Aunque pueda sonar paradójico en labios de alguien que honró escrupuloso su compromiso con la palabra, el sujeto creador no es un ente privilegiado con cualidades para entronizarse por encima de la masa, sino alguien que capta vibraciones profundas en la obra que entrega a los demás sin pretender la estima mundana y paladea, en contraste, los goces de la vida sencilla cuando cabe llegar a ellos: “Pero las hizo un hombre nacido en esta tierra, /del lugar mismo, amigo tranquilo de la vida, /que perdía las tardes en ocio junto al río /y ganaba las noches amando un cuerpo bello. //Todos lo conocían, creían ya saberle /con esa vaguedad que el hombre sabe al hombre, /cuando tras la labor sin prisa de los años /coronó su cincel la cornisa del templo.”
Con su inmensidad celeste, aves y brotes vegetales, el paisaje se alza para captar significados de vida, para sentirlos mas no para explicarlos. Una vereda, una ribera o un campo apacible prestan colores a la existencia de duración condicionada, expuesta al ritmo de las estaciones hasta tocar el punto que selle la añoranza o el olvido, y en este tránsito, la pérdida de la lozanía y el desgaste del ánimo: “Otros antes que yo vieron un día, /y otros luego verán, cómo decae /la amada forma, recordando /de cuánta gloria es cifra un cuerpo amado.”

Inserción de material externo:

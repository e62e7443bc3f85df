use rg_grid::GridError;
use rg_mover::MoverError;
use thiserror::Error;

#[derive(Debug, Error)]
pub enum SimError {
    #[error("simulation configuration error: {0}")]
    Config(String),

    #[error("grid error: {0}")]
    Grid(#[from] GridError),

    #[error("mover error: {0}")]
    Mover(#[from] MoverError),

    #[error("snapshot does not match its own contents: {0}")]
    SnapshotMismatch(String),
}

pub type SimResult<T> = Result<T, SimError>;
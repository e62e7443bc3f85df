//! The `OutputWriter` trait implemented by trace backends.

use crate::{MoverStepRow, OutputResult, TickSummaryRow};

/// A sink for trace rows.
///
/// Errors are returned here but swallowed by
/// [`TraceObserver`][crate::TraceObserver], which keeps the first one for
/// [`take_error`][crate::TraceObserver::take_error].
pub trait OutputWriter {
    /// Write the steps taken during one tick.
    fn write_steps(&mut self, rows: &[MoverStepRow]) -> OutputResult<()>;

    /// Write one tick summary row.
    fn write_tick_summary(&mut self, row: &TickSummaryRow) -> OutputResult<()>;

    /// Flush everything written so far. Later calls are no-ops.
    fn finish(&mut self) -> OutputResult<()>;
}
use axum::{
    http::StatusCode,
    response::{IntoResponse, Response},
    Json,
};
use serde_json::json;
use thiserror::Error;

/// Application-level errors
///
/// Each variant is a distinct business failure with a natural HTTP
/// mapping. Financial workflows are all-or-nothing: any of these raised
/// mid-transaction rolls the whole unit of work back.
#[derive(Debug, Error)]
pub enum SettlementError {
    #[error("Invalid request: {0}")]
    Validation(String),

    #[error("Insufficient balance. Required: {required}, Current: {current}")]
    InsufficientFunds { required: i64, current: i64 },

    #[error("Not found: {0}")]
    NotFound(String),

    #[error("Invalid state transition: {0}")]
    InvalidTransition(String),

    #[error("Hold {hold_id} over-release: requested {requested}, available {available}")]
    OverRelease {
        hold_id: String,
        requested: i64,
        available: i64,
    },

    #[error("Concurrent update detected. Please retry.")]
    Conflict,

    #[error("Database error: {0}")]
    Database(#[from] sqlx::Error),

    #[error("Notification error: {0}")]
    Notify(String),

    #[error("Internal server error: {0}")]
    Internal(String),
}

/// Convert SettlementError to HTTP responses
///
/// Business errors are not 500s. Amounts are disclosed for insufficient
/// funds (required vs current); datastore internals never are.
impl IntoResponse for SettlementError {
    fn into_response(self) -> Response {
        let (status, error_message) = match self {
            SettlementError::Validation(_) => (StatusCode::BAD_REQUEST, self.to_string()),

            SettlementError::InsufficientFunds { .. } => {
                (StatusCode::BAD_REQUEST, self.to_string())
            }

            SettlementError::NotFound(_) => (StatusCode::NOT_FOUND, self.to_string()),

            SettlementError::InvalidTransition(_) | SettlementError::OverRelease { .. } => {
                (StatusCode::CONFLICT, self.to_string())
            }

            SettlementError::Conflict => (StatusCode::CONFLICT, self.to_string()),

            SettlementError::Database(ref e) => {
                tracing::error!("Database error: {:?}", e);
                (
                    StatusCode::INTERNAL_SERVER_ERROR,
                    "Database operation failed".to_string(),
                )
            }

            SettlementError::Notify(ref e) => {
                // Notification failures are logged, never financial failures
                tracing::error!("Notification error: {}", e);
                (
                    StatusCode::INTERNAL_SERVER_ERROR,
                    "Event publishing failed".to_string(),
                )
            }

            SettlementError::Internal(ref e) => {
                tracing::error!("Internal error: {}", e);
                (
                    StatusCode::INTERNAL_SERVER_ERROR,
                    "An unexpected error occurred".to_string(),
                )
            }
        };

        let body = Json(json!({
            "success": false,
            "error": error_message,
        }));

        (status, body).into_response()
    }
}

/// Helper type for Results in this application
pub type SettlementResult<T> = Result<T, SettlementError>;
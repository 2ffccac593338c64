/// Tunable business constants, read once at startup.
///
/// All amounts are in the smallest currency unit.
#[derive(Debug, Clone)]
pub struct PolicyConfig {
    /// Minimum balance to upgrade guest -> retail
    pub retail_min: i64,
    /// Minimum balance (beyond the fee) to upgrade retail -> wholesale
    pub wholesale_min: i64,
    /// One-time fee debited on the wholesale upgrade
    pub agency_fee: i64,
    /// Minimum qualifying spend over the sweep window
    pub sweep_min_spend: i64,
    /// Trailing window, in days, the sweep sums orders over
    pub sweep_window_days: i64,
    /// Accounts younger than this are exempt from the sweep
    pub account_age_days: i64,
}

impl Default for PolicyConfig {
    fn default() -> Self {
        Self {
            retail_min: 1500,
            wholesale_min: 5000,
            agency_fee: 6000,
            sweep_min_spend: 300,
            sweep_window_days: 45,
            account_age_days: 45,
        }
    }
}

impl PolicyConfig {
    /// Load from environment, falling back to the defaults above.
    pub fn from_env() -> Self {
        let defaults = Self::default();
        Self {
            retail_min: env_i64("POLICY_RETAIL_MIN", defaults.retail_min),
            wholesale_min: env_i64("POLICY_WHOLESALE_MIN", defaults.wholesale_min),
            agency_fee: env_i64("POLICY_AGENCY_FEE", defaults.agency_fee),
            sweep_min_spend: env_i64("POLICY_SWEEP_MIN_SPEND", defaults.sweep_min_spend),
            sweep_window_days: env_i64("POLICY_SWEEP_WINDOW_DAYS", defaults.sweep_window_days),
            account_age_days: env_i64("POLICY_ACCOUNT_AGE_DAYS", defaults.account_age_days),
        }
    }

    /// Total balance required for the wholesale upgrade.
    pub fn wholesale_required(&self) -> i64 {
        self.wholesale_min + self.agency_fee
    }
}

fn env_i64(key: &str, default: i64) -> i64 {
    std::env::var(key)
        .ok()
        .and_then(|v| v.parse().ok())
        .unwrap_or(default)
}

#[cfg(test)]
mod tests {
    use super::*;

    #[test]
    fn defaults_match_policy() {
        let cfg = PolicyConfig::default();
        assert_eq!(cfg.retail_min, 1500);
        assert_eq!(cfg.wholesale_required(), 11000);
        assert_eq!(cfg.sweep_min_spend, 300);
        assert_eq!(cfg.sweep_window_days, 45);
    }
}
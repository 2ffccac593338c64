use crate::errors::{SettlementError, SettlementResult};
use crate::ledger::LedgerStore;
use crate::membership::TierEngine;
use crate::models::*;
use crate::notify::{Notifier, SettlementEvent};
use crate::orders::OrderStore;
use crate::shipping::RateStore;
use axum::{
    extract::{FromRequestParts, Path, State},
    http::{request::Parts, StatusCode},
    Json,
};
use chrono::Utc;
use std::sync::Arc;

/// Application state shared across handlers
#[derive(Clone)]
pub struct AppState {
    pub ledger: LedgerStore,
    pub orders: OrderStore,
    pub membership: TierEngine,
    pub rates: RateStore,
    pub notifier: Arc<Notifier>,
}

/// Authenticated caller identity, supplied by the identity layer in
/// front of this service. Authentication itself is out of scope; the
/// headers arrive already verified.
#[derive(Debug, Clone)]
pub struct Caller {
    pub user_id: String,
    pub staff: bool,
}

impl Caller {
    fn require_staff(&self) -> SettlementResult<()> {
        if self.staff {
            Ok(())
        } else {
            Err(SettlementError::NotFound("resource".to_string()))
        }
    }
}

#[axum::async_trait]
impl<S> FromRequestParts<S> for Caller
where
    S: Send + Sync,
{
    type Rejection = SettlementError;

    async fn from_request_parts(parts: &mut Parts, _state: &S) -> Result<Self, Self::Rejection> {
        let user_id = parts
            .headers
            .get("x-user-id")
            .and_then(|v| v.to_str().ok())
            .filter(|v| !v.is_empty())
            .map(str::to_string)
            .ok_or_else(|| SettlementError::Validation("missing x-user-id header".to_string()))?;

        let staff = parts
            .headers
            .get("x-staff")
            .and_then(|v| v.to_str().ok())
            .map(|v| v == "true")
            .unwrap_or(false);

        Ok(Caller { user_id, staff })
    }
}

// === Wallet ===

/// Current balance plus movement history for the caller.
pub async fn get_wallet(
    State(state): State<AppState>,
    caller: Caller,
) -> SettlementResult<Json<ApiResponse<WalletResponse>>> {
    state.ledger.ensure_account(&caller.user_id).await?;
    let balance = state.ledger.balance_of(&caller.user_id).await?;
    let entries = state.ledger.history(&caller.user_id).await?;

    Ok(Json(ApiResponse::success(WalletResponse {
        user_id: caller.user_id,
        balance,
        entries,
    })))
}

/// Staff top-up of a user's wallet. Replays with the same external_ref
/// are no-ops.
pub async fn top_up(
    State(state): State<AppState>,
    caller: Caller,
    Json(payload): Json<TopUpRequest>,
) -> SettlementResult<Json<ApiResponse<WalletResponse>>> {
    caller.require_staff()?;

    tracing::info!(
        user_id = %payload.user_id,
        amount = payload.amount,
        external_ref = %payload.external_ref,
        "Top-up requested"
    );

    let (entry, balance) = state
        .ledger
        .top_up(
            &payload.user_id,
            payload.amount,
            &payload.external_ref,
            payload.note.as_deref(),
        )
        .await?;

    if entry.is_some() {
        state
            .notifier
            .publish_best_effort(SettlementEvent::TopupCompleted {
                user_id: payload.user_id.clone(),
                amount: payload.amount,
                new_balance: balance,
                timestamp: Utc::now(),
            })
            .await;
    }

    let entries = state.ledger.history(&payload.user_id).await?;

    Ok(Json(ApiResponse::success(WalletResponse {
        user_id: payload.user_id,
        balance,
        entries,
    })))
}

// === Orders ===

pub async fn create_order(
    State(state): State<AppState>,
    caller: Caller,
    Json(payload): Json<CreateOrderRequest>,
) -> SettlementResult<Json<ApiResponse<OrderResponse>>> {
    tracing::info!(
        user_id = %caller.user_id,
        lines = payload.lines.len(),
        external_ref = %payload.external_ref,
        "Creating order"
    );

    let profile = state.membership.get_or_create_profile(&caller.user_id).await?;
    let response = state
        .orders
        .create_order(&caller.user_id, profile.tier, &payload)
        .await?;

    state
        .notifier
        .publish_best_effort(SettlementEvent::OrderCreated {
            user_id: caller.user_id,
            order_id: response.order.id.clone(),
            total: response.order.total,
            timestamp: Utc::now(),
        })
        .await;

    Ok(Json(ApiResponse::success(response)))
}

pub async fn list_orders(
    State(state): State<AppState>,
    caller: Caller,
) -> SettlementResult<Json<ApiResponse<Vec<Order>>>> {
    let orders = state.orders.list_for_user(&caller.user_id).await?;
    Ok(Json(ApiResponse::success(orders)))
}

pub async fn get_order(
    State(state): State<AppState>,
    caller: Caller,
    Path(order_id): Path<String>,
) -> SettlementResult<Json<ApiResponse<OrderResponse>>> {
    let order = state.orders.find_by_id(&order_id).await?;
    if order.user_id != caller.user_id && !caller.staff {
        // Not disclosed whether the order exists for someone else
        return Err(SettlementError::NotFound(format!("order {}", order_id)));
    }
    let lines = state.orders.lines_of(&order_id).await?;

    Ok(Json(ApiResponse::success(OrderResponse { order, lines })))
}

/// Staff advancement along the fulfillment path.
pub async fn advance_order(
    State(state): State<AppState>,
    caller: Caller,
    Path(order_id): Path<String>,
    Json(payload): Json<AdvanceStatusRequest>,
) -> SettlementResult<Json<ApiResponse<Order>>> {
    caller.require_staff()?;

    let order = state.orders.advance_status(&order_id, payload.status).await?;

    if order.status == OrderStatus::ArrivedTw {
        state
            .notifier
            .publish_best_effort(SettlementEvent::OrderArrived {
                user_id: order.user_id.clone(),
                order_id: order.id.clone(),
                shipping_outstanding: order.shipping_outstanding(),
                timestamp: Utc::now(),
            })
            .await;
    }

    Ok(Json(ApiResponse::success(order)))
}

pub async fn cancel_order(
    State(state): State<AppState>,
    caller: Caller,
    Path(order_id): Path<String>,
) -> SettlementResult<Json<ApiResponse<Order>>> {
    let order = state.orders.find_by_id(&order_id).await?;
    if order.user_id != caller.user_id && !caller.staff {
        return Err(SettlementError::NotFound(format!("order {}", order_id)));
    }

    let order = state.orders.cancel_order(&order_id).await?;

    Ok(Json(ApiResponse::success(order)))
}

/// Pay the order-level international shipping + box fee.
pub async fn pay_order_shipping(
    State(state): State<AppState>,
    caller: Caller,
    Path(order_id): Path<String>,
    Json(payload): Json<PayShippingRequest>,
) -> SettlementResult<Json<ApiResponse<Order>>> {
    let order = state
        .orders
        .pay_shipping(&order_id, &caller.user_id, &payload.external_ref)
        .await?;

    Ok(Json(ApiResponse::success(order)))
}

/// Pay shipping for a subset of the caller's lines.
pub async fn pay_line_shipping(
    State(state): State<AppState>,
    caller: Caller,
    Json(payload): Json<PayLineShippingRequest>,
) -> SettlementResult<Json<ApiResponse<Vec<OrderLine>>>> {
    let lines = state
        .orders
        .pay_line_shipping(&caller.user_id, &payload.line_ids, &payload.external_ref)
        .await?;

    Ok(Json(ApiResponse::success(lines)))
}

/// Staff shortage refund.
pub async fn refund_order(
    State(state): State<AppState>,
    caller: Caller,
    Path(order_id): Path<String>,
    Json(payload): Json<RefundRequest>,
) -> SettlementResult<Json<ApiResponse<OrderResponse>>> {
    caller.require_staff()?;

    tracing::info!(
        order_id = %order_id,
        items = payload.items.len(),
        external_ref = %payload.external_ref,
        "Applying shortage refund"
    );

    let response = state
        .orders
        .refund_shortage(&order_id, &payload.items, &payload.external_ref)
        .await?;

    let refund_total: i64 = response.lines.iter().map(|l| l.refund_amount).sum();
    state
        .notifier
        .publish_best_effort(SettlementEvent::OrderRefunded {
            user_id: response.order.user_id.clone(),
            order_id: response.order.id.clone(),
            refund_total,
            timestamp: Utc::now(),
        })
        .await;

    Ok(Json(ApiResponse::success(response)))
}

/// Staff edit of a line's shipping inputs; fees are recomputed from the
/// current rate table.
pub async fn set_line_shipping(
    State(state): State<AppState>,
    caller: Caller,
    Path((order_id, line_id)): Path<(String, String)>,
    Json(payload): Json<LineShippingRequest>,
) -> SettlementResult<Json<ApiResponse<OrderLine>>> {
    caller.require_staff()?;

    let rates = state.rates.load().await?;
    let line = state
        .orders
        .set_line_shipping(
            &order_id,
            &line_id,
            payload.weight_kg,
            &payload.country,
            payload.method,
            &rates,
        )
        .await?;

    Ok(Json(ApiResponse::success(line)))
}

/// Staff edit of the order-level international fee and box fee.
pub async fn set_order_shipping(
    State(state): State<AppState>,
    caller: Caller,
    Path(order_id): Path<String>,
    Json(payload): Json<OrderShippingRequest>,
) -> SettlementResult<Json<ApiResponse<Order>>> {
    caller.require_staff()?;

    let order = state
        .orders
        .set_order_shipping(&order_id, payload.shipping_fee_intl, payload.box_fee)
        .await?;

    Ok(Json(ApiResponse::success(order)))
}

// === Membership ===

pub async fn upgrade_tier(
    State(state): State<AppState>,
    caller: Caller,
    Json(payload): Json<UpgradeRequest>,
) -> SettlementResult<Json<ApiResponse<UpgradeResponse>>> {
    tracing::info!(
        user_id = %caller.user_id,
        target = %payload.target,
        "Tier upgrade requested"
    );

    let response = state.membership.upgrade(&caller.user_id, payload.target).await?;

    state
        .notifier
        .publish_best_effort(SettlementEvent::TierUpgraded {
            user_id: response.user_id.clone(),
            tier: response.tier.to_string(),
            fee_debited: response.fee_debited,
            timestamp: Utc::now(),
        })
        .await;

    Ok(Json(ApiResponse::success(response)))
}

/// Staff-triggered maintenance sweep (also runs on a timer).
pub async fn run_sweep(
    State(state): State<AppState>,
    caller: Caller,
) -> SettlementResult<Json<ApiResponse<SweepReport>>> {
    caller.require_staff()?;

    let report = state.membership.run_sweep().await?;

    for disabled in &report.disabled {
        state
            .notifier
            .publish_best_effort(SettlementEvent::LoginDisabled {
                user_id: disabled.user_id.clone(),
                reason: disabled.reason.clone(),
                timestamp: Utc::now(),
            })
            .await;
    }

    Ok(Json(ApiResponse::success(report)))
}

// === Shipping rates ===

/// Staff upsert of a shipping rate: either a country per-kg rate or a
/// method flat rate.
pub async fn upsert_rate(
    State(state): State<AppState>,
    caller: Caller,
    Json(payload): Json<RateUpsertRequest>,
) -> SettlementResult<Json<ApiResponse<()>>> {
    caller.require_staff()?;

    match (payload.country, payload.per_kg, payload.method, payload.flat_fee) {
        (Some(country), Some(per_kg), None, None) => {
            state.rates.upsert_country_rate(&country, per_kg).await?;
        }
        (None, None, Some(method), Some(flat_fee)) => {
            state.rates.upsert_method_rate(method, flat_fee).await?;
        }
        _ => {
            return Err(SettlementError::Validation(
                "Provide either country + per_kg or method + flat_fee".to_string(),
            ));
        }
    }

    Ok(Json(ApiResponse::success(())))
}

/// Health check endpoint
pub async fn health_check() -> (StatusCode, &'static str) {
    (StatusCode::OK, "OK")
}
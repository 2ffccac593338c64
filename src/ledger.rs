use crate::errors::{SettlementError, SettlementResult};
use crate::models::{AccountBalance, ChargeType, EntryType, LedgerEntry};
use chrono::Utc;
use sqlx::{PgPool, Postgres, Transaction};
use uuid::Uuid;

/// The ledger store owns every write to `balances` and `ledger_entries`.
///
/// Design principle: the append-only ledger is the source of truth and
/// the balance row is a cache mirrored in the same database transaction.
/// No other module writes either table, so the invariant
/// `balance == signed sum of entries` holds structurally.
///
/// The `_in_tx` methods take an open transaction so workflow modules
/// (orders, membership) can compose a ledger write with their own rows
/// and commit or roll back as one unit.
#[derive(Clone)]
pub struct LedgerStore {
    pool: PgPool,
}

impl LedgerStore {
    pub fn new(pool: PgPool) -> Self {
        Self { pool }
    }

    /// Create the balance row on first contact with a user.
    pub async fn ensure_account(&self, user_id: &str) -> SettlementResult<()> {
        sqlx::query(
            r#"
            INSERT INTO balances (user_id, balance, created_at, updated_at)
            VALUES ($1, 0, $2, $2)
            ON CONFLICT (user_id) DO NOTHING
            "#,
        )
        .bind(user_id)
        .bind(Utc::now())
        .execute(&self.pool)
        .await?;

        Ok(())
    }

    pub async fn balance_of(&self, user_id: &str) -> SettlementResult<i64> {
        let balance: Option<i64> =
            sqlx::query_scalar(r#"SELECT balance FROM balances WHERE user_id = $1"#)
                .bind(user_id)
                .fetch_optional(&self.pool)
                .await?;

        balance.ok_or_else(|| SettlementError::NotFound(format!("account {}", user_id)))
    }

    pub async fn account(&self, user_id: &str) -> SettlementResult<AccountBalance> {
        sqlx::query_as::<_, AccountBalance>(
            r#"
            SELECT user_id, balance, created_at, updated_at
            FROM balances
            WHERE user_id = $1
            "#,
        )
        .bind(user_id)
        .fetch_optional(&self.pool)
        .await?
        .ok_or_else(|| SettlementError::NotFound(format!("account {}", user_id)))
    }

    /// Full movement history, newest first.
    pub async fn history(&self, user_id: &str) -> SettlementResult<Vec<LedgerEntry>> {
        let entries = sqlx::query_as::<_, LedgerEntry>(
            r#"
            SELECT id, user_id, entry_type, amount, charge_type, external_ref, note, created_at
            FROM ledger_entries
            WHERE user_id = $1
            ORDER BY created_at DESC
            "#,
        )
        .bind(user_id)
        .fetch_all(&self.pool)
        .await?;

        Ok(entries)
    }

    /// Idempotent-replay probe: has this logical operation already been
    /// applied? A retried client request with the same `external_ref`
    /// must be a no-op, not a second mutation.
    pub async fn already_applied_in_tx(
        &self,
        tx: &mut Transaction<'_, Postgres>,
        external_ref: &str,
    ) -> SettlementResult<bool> {
        let exists: bool = sqlx::query_scalar(
            r#"
            SELECT EXISTS(
                SELECT 1 FROM ledger_entries
                WHERE external_ref = $1
            )
            "#,
        )
        .bind(external_ref)
        .fetch_one(&mut **tx)
        .await?;

        Ok(exists)
    }

    /// Same probe outside a transaction, for early exits.
    pub async fn already_applied(&self, external_ref: &str) -> SettlementResult<bool> {
        let exists: bool = sqlx::query_scalar(
            r#"
            SELECT EXISTS(
                SELECT 1 FROM ledger_entries
                WHERE external_ref = $1
            )
            "#,
        )
        .bind(external_ref)
        .fetch_one(&self.pool)
        .await?;

        Ok(exists)
    }

    /// Append a crediting entry (TOPUP | REFUND) and mirror it into the
    /// balance cache. Returns the entry and the new balance.
    pub async fn credit_in_tx(
        &self,
        tx: &mut Transaction<'_, Postgres>,
        user_id: &str,
        entry_type: EntryType,
        amount: i64,
        charge_type: Option<ChargeType>,
        external_ref: Option<&str>,
        note: Option<&str>,
    ) -> SettlementResult<(LedgerEntry, i64)> {
        if !entry_type.is_credit() {
            return Err(SettlementError::Internal(format!(
                "credit_in_tx called with debiting type {}",
                entry_type
            )));
        }
        if amount <= 0 {
            return Err(SettlementError::Validation(
                "Amount must be positive".to_string(),
            ));
        }

        let new_balance: Option<i64> = sqlx::query_scalar(
            r#"
            UPDATE balances
            SET balance = balance + $2, updated_at = $3
            WHERE user_id = $1
            RETURNING balance
            "#,
        )
        .bind(user_id)
        .bind(amount)
        .bind(Utc::now())
        .fetch_optional(&mut **tx)
        .await?;

        let new_balance = new_balance
            .ok_or_else(|| SettlementError::NotFound(format!("account {}", user_id)))?;

        let entry = self
            .insert_entry_in_tx(tx, user_id, entry_type, amount, charge_type, external_ref, note)
            .await?;

        Ok((entry, new_balance))
    }

    /// Append a debiting entry (HOLD | PAYMENT | DEBIT) with a guarded
    /// compare-and-swap on the balance.
    ///
    /// The update only matches when `balance >= amount`, so two racing
    /// debits on the same account can never both succeed past the funds
    /// available; the loser observes zero rows affected and gets an
    /// `InsufficientFunds` built from a re-read of the current balance.
    pub async fn debit_in_tx(
        &self,
        tx: &mut Transaction<'_, Postgres>,
        user_id: &str,
        entry_type: EntryType,
        amount: i64,
        charge_type: Option<ChargeType>,
        external_ref: Option<&str>,
        note: Option<&str>,
    ) -> SettlementResult<(LedgerEntry, i64)> {
        if entry_type.is_credit() {
            return Err(SettlementError::Internal(format!(
                "debit_in_tx called with crediting type {}",
                entry_type
            )));
        }
        if amount <= 0 {
            return Err(SettlementError::Validation(
                "Amount must be positive".to_string(),
            ));
        }

        let new_balance: Option<i64> = sqlx::query_scalar(
            r#"
            UPDATE balances
            SET balance = balance - $2, updated_at = $3
            WHERE user_id = $1 AND balance >= $2
            RETURNING balance
            "#,
        )
        .bind(user_id)
        .bind(amount)
        .bind(Utc::now())
        .fetch_optional(&mut **tx)
        .await?;

        let new_balance = match new_balance {
            Some(b) => b,
            None => {
                // Either the account is missing or the guard failed;
                // re-read to report which.
                let current: Option<i64> =
                    sqlx::query_scalar(r#"SELECT balance FROM balances WHERE user_id = $1"#)
                        .bind(user_id)
                        .fetch_optional(&mut **tx)
                        .await?;

                return match current {
                    Some(current) => Err(SettlementError::InsufficientFunds {
                        required: amount,
                        current,
                    }),
                    None => Err(SettlementError::NotFound(format!("account {}", user_id))),
                };
            }
        };

        let entry = self
            .insert_entry_in_tx(tx, user_id, entry_type, amount, charge_type, external_ref, note)
            .await?;

        Ok((entry, new_balance))
    }

    /// Debit with a higher eligibility floor: the guard requires
    /// `balance >= floor` even though only `amount` is taken. Used by
    /// the wholesale upgrade, where the fee may only be debited from a
    /// balance that also clears the tier minimum. Reports the floor as
    /// the required amount on failure.
    pub async fn debit_with_floor_in_tx(
        &self,
        tx: &mut Transaction<'_, Postgres>,
        user_id: &str,
        entry_type: EntryType,
        amount: i64,
        floor: i64,
        external_ref: Option<&str>,
        note: Option<&str>,
    ) -> SettlementResult<(LedgerEntry, i64)> {
        if entry_type.is_credit() {
            return Err(SettlementError::Internal(format!(
                "debit_with_floor_in_tx called with crediting type {}",
                entry_type
            )));
        }
        if amount <= 0 || floor < amount {
            return Err(SettlementError::Validation(
                "Amount must be positive and within the floor".to_string(),
            ));
        }

        let new_balance: Option<i64> = sqlx::query_scalar(
            r#"
            UPDATE balances
            SET balance = balance - $2, updated_at = $4
            WHERE user_id = $1 AND balance >= $3
            RETURNING balance
            "#,
        )
        .bind(user_id)
        .bind(amount)
        .bind(floor)
        .bind(Utc::now())
        .fetch_optional(&mut **tx)
        .await?;

        let new_balance = match new_balance {
            Some(b) => b,
            None => {
                let current: Option<i64> =
                    sqlx::query_scalar(r#"SELECT balance FROM balances WHERE user_id = $1"#)
                        .bind(user_id)
                        .fetch_optional(&mut **tx)
                        .await?;

                return match current {
                    Some(current) => Err(SettlementError::InsufficientFunds {
                        required: floor,
                        current,
                    }),
                    None => Err(SettlementError::NotFound(format!("account {}", user_id))),
                };
            }
        };

        let entry = self
            .insert_entry_in_tx(tx, user_id, entry_type, amount, None, external_ref, note)
            .await?;

        Ok((entry, new_balance))
    }

    /// Staff top-up: its own unit of work. Creates the account row on
    /// first use; a replayed `external_ref` returns the prior balance
    /// without a second credit.
    pub async fn top_up(
        &self,
        user_id: &str,
        amount: i64,
        external_ref: &str,
        note: Option<&str>,
    ) -> SettlementResult<(Option<LedgerEntry>, i64)> {
        if amount <= 0 {
            return Err(SettlementError::Validation(
                "Top-up amount must be positive".to_string(),
            ));
        }

        self.ensure_account(user_id).await?;

        let mut tx = self.pool.begin().await?;

        if self.already_applied_in_tx(&mut tx, external_ref).await? {
            tx.rollback().await?;
            let balance = self.balance_of(user_id).await?;
            tracing::info!(
                user_id = %user_id,
                external_ref = %external_ref,
                "Top-up already applied, skipping (idempotent)"
            );
            return Ok((None, balance));
        }

        let (entry, new_balance) = self
            .credit_in_tx(
                &mut tx,
                user_id,
                EntryType::Topup,
                amount,
                None,
                Some(external_ref),
                note,
            )
            .await?;

        tx.commit().await?;

        Ok((Some(entry), new_balance))
    }

    /// Insert one immutable ledger row. Private: every write path above
    /// pairs it with the matching balance mutation.
    async fn insert_entry_in_tx(
        &self,
        tx: &mut Transaction<'_, Postgres>,
        user_id: &str,
        entry_type: EntryType,
        amount: i64,
        charge_type: Option<ChargeType>,
        external_ref: Option<&str>,
        note: Option<&str>,
    ) -> SettlementResult<LedgerEntry> {
        let entry_id = Uuid::new_v4().to_string();
        let now = Utc::now();

        let entry = sqlx::query_as::<_, LedgerEntry>(
            r#"
            INSERT INTO ledger_entries
                (id, user_id, entry_type, amount, charge_type, external_ref, note, created_at)
            VALUES ($1, $2, $3, $4, $5, $6, $7, $8)
            RETURNING id, user_id, entry_type, amount, charge_type, external_ref, note, created_at
            "#,
        )
        .bind(&entry_id)
        .bind(user_id)
        .bind(entry_type)
        .bind(amount)
        .bind(charge_type)
        .bind(external_ref)
        .bind(note)
        .bind(now)
        .fetch_one(&mut **tx)
        .await
        .map_err(|e| match e {
            // Unique violation on external_ref: a concurrent replay of
            // the same logical operation won the race.
            sqlx::Error::Database(ref db) if db.is_unique_violation() => {
                SettlementError::Conflict
            }
            other => SettlementError::Database(other),
        })?;

        Ok(entry)
    }
}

Para alcanzar sus fines expresivos, Cernuda recrea mitos de diversos orígenes geográficos: las musas, el ave fénix, Quetzalcóatl y las tentaciones demoníacas, haciendo constar así que la tierra nativa de la que se vio desplazado no sólo siguió siendo suya sino también fincó su raíz en la vastedad del universo en que anida la amargura junto con la luz y la dicha, aunque se desvanezcan en la precipitación de los instantes y en los desencantos de la experiencia.